If the salary cap don't fit, wear it
* By Paul Kent
* From: The Daily Telegraph
* April 23, 2010 12:00AM
NEVER has the NRL been so brave, and never has it been more perfect.
The Melbourne Storm kept two sets of books and in doing so caused the greatest upheaval in the game since the Super League war, and some say beyond even that.
Two sets of books ...
Kind of like Al Capone.
And like Capone, somebody will end up in jail.
At the highest level of business, it is fraud. On the football paddock it is cheating.
Salary cap auditor Ian Schubert, until now widely underestimated, has emerged as the great unsung hero.
In one sweep of the axe he has exposed his power to the clubs and the repercussions of dismissing Schubert as no danger. It is a solid warning of the capabilities of the NRL.
It began with a whistleblower.
When Schubert found a secret file in a room where the Storm kept all their records.
The file contained smoking guns such as letters of offer.
When Schubert inspected the letters of offer he found the amounts differed from the amounts on the players' contracts.
The Storm administration tried to pass this off as merely a draft. But Schubert kept digging. He called his contacts, who told him he was focusing on the right areas, don't be thrown off.
He found work being done by tradesman on behalf of the club and when he looked for evidence of the work, could not find it. So where was that money being paid?
It was going to the players.
The Storm cheated by $1.7 million over the five years that included their two most recent premierships and their three most recent minor premierships.
Those triumphs had to be taken from them.
They are $700,000 over the cap this year.
Asked yesterday what the Storm must to do to be welcomed back as equal contenders next season, Gallop was direct.
"Certainly by the 2011 season they need to be operating within the salary cap," he said.
"How they do that? I'm not sure at this stage."
But Gallop is cluey. In 2002 Canterbury was found to be breaching the salary cap and, in hindsight, the NRL made an error that failed to deal with the breach properly.

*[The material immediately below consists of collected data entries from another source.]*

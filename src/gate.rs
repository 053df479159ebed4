//! Decides whether, and which parts of, an incoming diff may be applied right now.
//!
//! A node is protected while its Ledger entry isn't idle or while an active claim covers it (claims owned by
//! the push a diff resolves don't count against that diff). Protected nodes' patch subtrees are held in a
//! per-node buffer where the latest diff wins, and flushed once the node is neither pending nor claimed.

use crate::{
	dom::Dom,
	interpreter::Interpreter,
	ledger::Ledger,
	node::{NodeId, Ref},
};
use core::ops::AddAssign;
use hashbrown::HashMap;
use tracing::{debug, instrument, trace, trace_span, warn};

/// A tree-shaped set of mutations keyed by node identity.
#[derive(Debug, Clone, PartialEq, Eq)]
pub struct PatchTree<P> {
	pub node: NodeId,
	/// Applied verbatim through [`Dom::apply`].
	pub patch: Option<P>,
	pub children: Vec<PatchTree<P>>,
}
impl<P> PatchTree<P> {
	#[must_use]
	pub fn new(node: NodeId, patch: P) -> Self {
		Self {
			node,
			patch: Some(patch),
			children: Vec::new(),
		}
	}

	/// A tree node that only groups `children`.
	#[must_use]
	pub fn grouping(node: NodeId, children: Vec<PatchTree<P>>) -> Self {
		Self { node, patch: None, children }
	}

	#[must_use]
	pub fn with_child(mut self, child: PatchTree<P>) -> Self {
		self.children.push(child);
		self
	}

	/// Number of patches in this tree.
	#[must_use]
	pub fn len(&self) -> usize {
		usize::from(self.patch.is_some()) + self.children.iter().map(PatchTree::len).sum::<usize>()
	}

	#[must_use]
	pub fn is_empty(&self) -> bool {
		self.len() == 0
	}
}

/// An incoming server diff, optionally correlated with the push it resolves.
#[derive(Debug, Clone, PartialEq, Eq)]
pub struct Diff<P> {
	pub reference: Option<Ref>,
	pub root: PatchTree<P>,
}
impl<P> Diff<P> {
	#[must_use]
	pub fn new(root: PatchTree<P>) -> Self {
		Self { reference: None, root }
	}

	#[must_use]
	pub fn resolving(reference: Ref, root: PatchTree<P>) -> Self {
		Self { reference: Some(reference), root }
	}
}

/// Counts of what happened to the patches of one or more diffs.
#[derive(Debug, Default, Clone, Copy, PartialEq, Eq)]
pub struct GateReport {
	pub applied: usize,
	/// Subtrees withheld.
	pub buffered: usize,
	/// Malformed or failed patches.
	pub dropped: usize,
	/// Buffered subtrees discarded because a newer patch for the same node arrived.
	pub superseded: usize,
}
impl AddAssign for GateReport {
	fn add_assign(&mut self, rhs: Self) {
		self.applied += rhs.applied;
		self.buffered += rhs.buffered;
		self.dropped += rhs.dropped;
		self.superseded += rhs.superseded;
	}
}

#[derive(Debug)]
struct Buffered<P> {
	tree: PatchTree<P>,
	sequence: u64,
}

/// Per-node buffer of withheld patch subtrees.
///
/// Every incoming diff is numbered. A patch is never applied or buffered over one from a later diff, also
/// when an older buffered ancestor subtree is replayed after a newer diff already reached its descendants.
#[derive(Debug)]
pub struct Gate<P> {
	buffered: HashMap<NodeId, Buffered<P>>,
	/// Number of the newest diff that patched or buffered each node.
	latest: HashMap<NodeId, u64>,
	sequence: u64,
}
impl<P> Default for Gate<P> {
	fn default() -> Self {
		Self {
			buffered: HashMap::new(),
			latest: HashMap::new(),
			sequence: 0,
		}
	}
}
impl<P> Gate<P> {
	#[must_use]
	pub fn new() -> Self {
		Self::default()
	}

	#[must_use]
	pub fn is_buffered(&self, node: &NodeId) -> bool {
		self.buffered.contains_key(node)
	}

	#[must_use]
	pub fn buffered_tree(&self, node: &NodeId) -> Option<&PatchTree<P>> {
		self.buffered.get(node).map(|buffered| &buffered.tree)
	}

	pub fn buffered_nodes(&self) -> impl Iterator<Item = &NodeId> {
		self.buffered.keys()
	}

	#[must_use]
	pub fn len(&self) -> usize {
		self.buffered.len()
	}

	#[must_use]
	pub fn is_empty(&self) -> bool {
		self.buffered.is_empty()
	}

	/// Whether `node` may not be mutated by a diff correlated with `reference` right now.
	#[must_use]
	pub fn is_protected(ledger: &Ledger, interpreter: &Interpreter, node: &NodeId, reference: Option<Ref>) -> bool {
		!ledger.is_idle(node) || interpreter.is_claimed_except(node, reference)
	}

	/// Applies unprotected parts of `tree` immediately and buffers the rest.
	///
	/// Any Ledger decrement and claim release for `reference` must have happened before this is called.
	#[instrument(skip(self, dom, ledger, interpreter, tree), fields(root = ?tree.node))]
	pub fn apply<D: Dom<Patch = P>>(&mut self, dom: &mut D, ledger: &Ledger, interpreter: &Interpreter, tree: PatchTree<P>, reference: Option<Ref>) -> GateReport {
		let mut report = GateReport::default();
		self.sequence += 1;
		let sequence = self.sequence;
		self.walk(dom, ledger, interpreter, tree, sequence, reference, &mut report);
		report
	}

	fn is_stale(&self, node: &NodeId, sequence: u64) -> bool {
		self.latest.get(node).map_or(false, |&latest| latest > sequence)
	}

	#[allow(clippy::too_many_arguments)]
	fn walk<D: Dom<Patch = P>>(&mut self, dom: &mut D, ledger: &Ledger, interpreter: &Interpreter, tree: PatchTree<P>, sequence: u64, reference: Option<Ref>, report: &mut GateReport) {
		let span = trace_span!("Gating", node = ?tree.node, sequence);
		let _enter = span.enter();

		let PatchTree { node, patch, children } = tree;
		if !dom.contains(&node) {
			if patch.is_some() {
				warn!("Dropping patch for unknown node {:?}.", node);
				report.dropped += 1;
			}
		} else if Self::is_protected(ledger, interpreter, &node, reference) {
			trace!("Protected; Buffering subtree.");
			self.buffer(PatchTree { node, patch, children }, sequence, report);
			return;
		} else if let Some(patch) = patch {
			if self.is_stale(&node, sequence) {
				debug!(?node, "Skipping patch older than one already gated for this node.");
				report.superseded += 1;
			} else {
				if self.buffered.remove(&node).is_some() {
					debug!(?node, "Buffered patch superseded by a newer one.");
					report.superseded += 1;
				}
				self.latest.insert(node.clone(), sequence);
				match dom.apply(&node, &patch) {
					Ok(()) => {
						report.applied += 1;
						if dom.contains(&node) {
							interpreter.reassert_sticky(dom, &node);
						}
					}
					Err(error) => {
						warn!("Dropping patch for {:?}: {}", node, error);
						report.dropped += 1;
					}
				}
			}
		}

		for child in children {
			self.walk(dom, ledger, interpreter, child, sequence, reference, report);
		}
	}

	/// Holds `tree` back unless a later diff's subtree is already buffered for the same node.
	fn buffer(&mut self, tree: PatchTree<P>, sequence: u64, report: &mut GateReport) {
		if let Some(newer) = self.buffered.get(&tree.node).filter(|buffered| buffered.sequence > sequence) {
			debug!(node = ?tree.node, newer = newer.sequence, "Discarding subtree older than the buffered one.");
			report.superseded += 1;
			return;
		}
		mark(&mut self.latest, &tree, sequence);
		let node = tree.node.clone();
		if self.buffered.insert(node, Buffered { tree, sequence }).is_some() {
			trace!("Replaced an older buffered subtree.");
			report.superseded += 1;
		}
		report.buffered += 1;
	}

	/// Applies buffered subtrees whose nodes are neither pending nor claimed, deepest node first.
	#[instrument(skip(self, dom, ledger, interpreter))]
	pub fn flush<D: Dom<Patch = P>>(&mut self, dom: &mut D, ledger: &Ledger, interpreter: &Interpreter) -> GateReport {
		let mut report = GateReport::default();
		let mut ready: Vec<(usize, u64, NodeId)> = self
			.buffered
			.iter()
			.filter(|(node, _)| !Self::is_protected(ledger, interpreter, node, None))
			.map(|(node, buffered)| (dom.depth(node), buffered.sequence, node.clone()))
			.collect();
		ready.sort_by(|(depth_a, sequence_a, _), (depth_b, sequence_b, _)| depth_b.cmp(depth_a).then(sequence_a.cmp(sequence_b)));

		for (_, _, node) in ready {
			// Earlier flushes in this pass may have removed it.
			let Buffered { tree, sequence } = match self.buffered.remove(&node) {
				Some(buffered) => buffered,
				None => continue,
			};
			debug!(?node, sequence, "Flushing buffered subtree.");
			self.walk(dom, ledger, interpreter, tree, sequence, None, &mut report);
		}
		self.prune(&*dom);
		report
	}

	/// Forgets buffered subtrees for nodes that left the document.
	pub fn prune(&mut self, dom: &impl Dom) {
		let before = self.buffered.len();
		self.buffered.retain(|node, _| dom.contains(node));
		self.latest.retain(|node, _| dom.contains(node));
		if self.buffered.len() != before {
			trace!("Pruned {} buffered subtree(s).", before - self.buffered.len());
		}
	}
}

/// Records `sequence` for every patched node in `tree` that doesn't carry a later one.
fn mark<P>(latest: &mut HashMap<NodeId, u64>, tree: &PatchTree<P>, sequence: u64) {
	if tree.patch.is_some() {
		let entry = latest.entry(tree.node.clone()).or_insert(sequence);
		*entry = (*entry).max(sequence);
	}
	for child in &tree.children {
		mark(latest, child, sequence);
	}
}
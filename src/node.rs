//! Identity types shared by all components.

use core::{fmt, str::FromStr};
use serde::{Deserialize, Serialize};
use std::rc::Rc;

/// Identity of a DOM element, stable across re-renders of the same logical element.
///
/// This is the element's `id`.
#[derive(Clone, PartialEq, Eq, Hash, PartialOrd, Ord, Serialize, Deserialize)]
#[serde(transparent)]
pub struct NodeId(Rc<str>);
impl NodeId {
	#[must_use]
	pub fn new(id: &str) -> Self {
		Self(id.into())
	}

	#[must_use]
	pub fn as_str(&self) -> &str {
		&self.0
	}
}
impl From<&str> for NodeId {
	fn from(id: &str) -> Self {
		Self::new(id)
	}
}
impl From<String> for NodeId {
	fn from(id: String) -> Self {
		Self(id.into())
	}
}
impl fmt::Debug for NodeId {
	fn fmt(&self, f: &mut fmt::Formatter<'_>) -> fmt::Result {
		write!(f, "#{}", self.0)
	}
}
impl fmt::Display for NodeId {
	fn fmt(&self, f: &mut fmt::Formatter<'_>) -> fmt::Result {
		f.write_str(&self.0)
	}
}

/// Interaction kinds that are tracked per element.
#[derive(Debug, Clone, Copy, PartialEq, Eq, Hash, PartialOrd, Ord, Serialize, Deserialize)]
#[serde(rename_all = "lowercase")]
pub enum Kind {
	Click,
	Change,
	Submit,
	Focus,
	Blur,
	Keydown,
	Keyup,
}
impl Kind {
	pub const COUNT: usize = 7;
	pub const ALL: [Kind; Kind::COUNT] = [Kind::Click, Kind::Change, Kind::Submit, Kind::Focus, Kind::Blur, Kind::Keydown, Kind::Keyup];

	#[must_use]
	pub fn index(self) -> usize {
		self as usize
	}

	#[must_use]
	pub fn as_str(self) -> &'static str {
		match self {
			Kind::Click => "click",
			Kind::Change => "change",
			Kind::Submit => "submit",
			Kind::Focus => "focus",
			Kind::Blur => "blur",
			Kind::Keydown => "keydown",
			Kind::Keyup => "keyup",
		}
	}

	/// The loading class an element carries while pushes of this kind are in flight.
	#[must_use]
	pub fn loading_class(self) -> &'static str {
		match self {
			Kind::Click => "phx-click-loading",
			Kind::Change => "phx-change-loading",
			Kind::Submit => "phx-submit-loading",
			Kind::Focus => "phx-focus-loading",
			Kind::Blur => "phx-blur-loading",
			Kind::Keydown => "phx-keydown-loading",
			Kind::Keyup => "phx-keyup-loading",
		}
	}

	/// Whether pushes of this kind also count against the source's enclosing form.
	#[must_use]
	pub fn is_form_kind(self) -> bool {
		matches!(self, Kind::Change | Kind::Submit)
	}
}
impl fmt::Display for Kind {
	fn fmt(&self, f: &mut fmt::Formatter<'_>) -> fmt::Result {
		f.write_str(self.as_str())
	}
}

#[derive(Debug, Clone, PartialEq, Eq, thiserror::Error)]
#[error("unknown interaction kind {0:?}")]
pub struct UnknownKind(pub String);

impl FromStr for Kind {
	type Err = UnknownKind;

	fn from_str(s: &str) -> Result<Self, Self::Err> {
		Kind::ALL.iter().copied().find(|kind| kind.as_str() == s).ok_or_else(|| UnknownKind(s.to_owned()))
	}
}

/// Correlation token linking a push to its eventual resolution.
#[derive(Debug, Clone, Copy, PartialEq, Eq, Hash, PartialOrd, Ord, Serialize, Deserialize)]
#[serde(transparent)]
pub struct Ref(pub u64);
impl fmt::Display for Ref {
	fn fmt(&self, f: &mut fmt::Formatter<'_>) -> fmt::Result {
		write!(f, "{}", self.0)
	}
}

/// Hands out unique [`Ref`]s, starting at 1.
#[derive(Debug, Default)]
pub struct RefCounter(u64);
impl RefCounter {
	pub fn next(&mut self) -> Ref {
		self.0 += 1;
		Ref(self.0)
	}
}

Which is why Canterbury's 2004 premiership should be forever marked with an asterisk.
The premiership they won when they shouldn't have.
To understand why, you have to go back to the beginning.
In times of recruitment, no player ever leaves a club where he is happy unless he is offered more to go elsewhere.
The Bulldogs did this to lure the likes of Andrew Ryan, Mark O'Meley, Braith Anasta, Luke Patten and Willie Mason.
All came from other clubs to the Bulldogs.
For those of us with a little hair in our ears, it is not that far back that there was a great gnashing of teeth when Greg Inglis was up for contract and looked ready to try rugby union.
No other NRL club could afford to poach him.
Well, now we know how they got the money to keep him.
Gallop has also moved to close that loophole.
The Storm is not allowed to reduce player payments to retain their roster.
They must sack players.
Some will try to argue that it is not the players' fault - and it's not.
They will argue others diddled the figures, and they did.
So why shouldn't they be the ones to pay the price?
Because it doesn't work like that. Why should every other team play against $4.9 million in talent unfairly assembled, just so they can stick together to win a premiership before taking off for the cash.
And buckle down, because the news gets worse.
While they have $700,000 in secret payments in this year's cap, next year they will be even higher, given balloon payments and incentive deals.
The other question pertains to this season.
How much of this illegally paid for player talent should the Storm be allowed to send out each weekend?